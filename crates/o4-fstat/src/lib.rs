//! Fstat layer for o4.
//!
//! Everything that touches file *metadata* lives here: the one-line record
//! codec, the per-directory `.o4/` cache store, the merge iterator that
//! combines the remote fstat service, Perforce, and prior caches into a
//! single monotonic stream, and the package lock for shared cache
//! directories.

pub mod cache;
pub mod error;
pub mod lock;
pub mod merge;
pub mod record;
pub mod server;

pub use error::FstatError;
pub use merge::{FstatMerge, MergeOptions};
pub use record::{FstatRecord, Line, PassKind, Revision};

◇ ◇ ◇

> _Requirement_
All lines from the one containing "for shared cache" down to the final line above are to be restated word for word; leave out the rest.

> _Answer space_
//! single monotonic stream, and the package lock for shared cache
//! directories.

pub mod cache;
pub mod error;
pub mod lock;
pub mod merge;
pub mod record;
pub mod server;

pub use error::FstatError;
pub use merge::{FstatMerge, MergeOptions};
pub use record::{FstatRecord, Line, PassKind, Revision};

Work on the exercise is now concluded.